Lisa Wartberg (Heike Makatsch) ist eine erfolgreiche Fernsehmoderatorin, deren Mutter (Katharina Thalbach) nach einem Sturz ihr Gedächtnis verliert und sich nur noch an New York erinnert. Deshalb flieht sie aus dem Krankenhaus und schafft es als blinde Passagierin auf das Schiff, wo ihr Otto (Uwe Ochsenknecht) begegnet. Lisa wiederum trifft auf den Statistiker Axel (Moritz Bleibtreu).
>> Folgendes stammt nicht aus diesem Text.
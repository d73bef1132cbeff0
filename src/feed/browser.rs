use quick_xml::escape::escape;

const XML_DECLARATION: &str = r#"<?xml version="1.0" encoding="UTF-8"?>"#;
const XHTML_NS: &str = "http://www.w3.org/1999/xhtml";

/// Make a serialized feed readable when opened directly in a browser.
///
/// The XML declaration is normalized and followed by a stylesheet processing
/// instruction pointing at `{web_path}styles.css`, and an XHTML `<script>`
/// loading `{web_path}rss.js` is placed first inside the root `<feed>`
/// element. The script swaps the XML view for HTML; feed readers ignore it.
///
/// Applying this to its own output returns the input unchanged.
pub fn add_browser_rendering(xml: &str, web_path: &str) -> String {
    let web_path = escape(web_path);
    let stylesheet = format!(
        r#"<?xml-stylesheet href="{}styles.css" type="text/css"?>"#,
        web_path
    );
    let script = format!(
        r#"<script xmlns="{}" src="{}rss.js" defer=""/>"#,
        XHTML_NS, web_path
    );

    if xml.contains(&stylesheet) && xml.contains(&script) {
        return xml.to_string();
    }

    let body = strip_declaration(xml).trim_start();

    let mut out = String::with_capacity(xml.len() + stylesheet.len() + script.len() + 64);
    out.push_str(XML_DECLARATION);
    out.push('\n');
    out.push_str(&stylesheet);
    out.push('\n');

    match feed_open_tag_end(body) {
        Some(end) => {
            out.push_str(&body[..end]);
            out.push_str("\n  ");
            out.push_str(&script);
            out.push_str(&body[end..]);
        }
        None => {
            tracing::warn!("No <feed> element found, script reference not added");
            out.push_str(body);
        }
    }
    out
}

/// Drop a leading `<?xml ...?>` declaration, if any.
fn strip_declaration(xml: &str) -> &str {
    let trimmed = xml.trim_start();
    if trimmed.starts_with("<?xml ") {
        if let Some(end) = trimmed.find("?>") {
            return &trimmed[end + 2..];
        }
    }
    trimmed
}

/// Byte offset just past the `>` closing the opening `<feed ...>` tag.
///
/// Attribute values in serialized output never contain a raw `>`, so the
/// first one after `<feed` ends the tag.
fn feed_open_tag_end(xml: &str) -> Option<usize> {
    let start = xml.find("<feed")?;
    let close = xml[start..].find('>')?;
    Some(start + close + 1)
}

#[cfg(test)]
mod tests {
    use super::*;
    use pretty_assertions::assert_eq;

    const BASE: &str = r#"<?xml version="1.0"?>
<feed xmlns="http://www.w3.org/2005/Atom" xml:lang="en"><title>t</title></feed>"#;

    #[test]
    fn test_adds_stylesheet_and_script() {
        let out = add_browser_rendering(BASE, "/links/");
        let expected = concat!(
            r#"<?xml version="1.0" encoding="UTF-8"?>"#,
            "\n",
            r#"<?xml-stylesheet href="/links/styles.css" type="text/css"?>"#,
            "\n",
            r#"<feed xmlns="http://www.w3.org/2005/Atom" xml:lang="en">"#,
            "\n  ",
            r#"<script xmlns="http://www.w3.org/1999/xhtml" src="/links/rss.js" defer=""/>"#,
            "<title>t</title></feed>"
        );
        assert_eq!(out, expected);
    }

    #[test]
    fn test_idempotent() {
        let once = add_browser_rendering(BASE, "/links/");
        let twice = add_browser_rendering(&once, "/links/");
        assert_eq!(once, twice);
        assert_eq!(twice.matches("<script").count(), 1);
        assert_eq!(twice.matches("xml-stylesheet").count(), 1);
    }

    #[test]
    fn test_web_path_is_attribute_escaped() {
        let out = add_browser_rendering(BASE, "/a&b/");
        assert!(out.contains(r#"href="/a&amp;b/styles.css""#));
        assert!(out.contains(r#"src="/a&amp;b/rss.js""#));
    }

    #[test]
    fn test_without_declaration() {
        let out = add_browser_rendering("<feed><title>t</title></feed>", "/");
        assert!(out.starts_with(r#"<?xml version="1.0" encoding="UTF-8"?>"#));
        assert!(out.contains(r#"<feed>"#));
        assert!(out.contains(r#"src="/rss.js""#));
    }

    #[test]
    fn test_does_not_match_feed_prefix_in_declaration() {
        assert_eq!(feed_open_tag_end("<feed a=\"1\">x"), Some(12));
        assert_eq!(feed_open_tag_end("<rss>"), None);
    }
}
Diese starbesetzten Irrungen und Wirrungen sind erstaunlich kurzweilig, traurig und komisch und man wird den Verdacht nicht los, dass die Schauspieler mindestens genauso viel Spaß am Schauspielern wie am Singen und Tanzen hatten. Wer sich einfach gut unterhalten lassen möchte, ist bei diesem Film genau richtig.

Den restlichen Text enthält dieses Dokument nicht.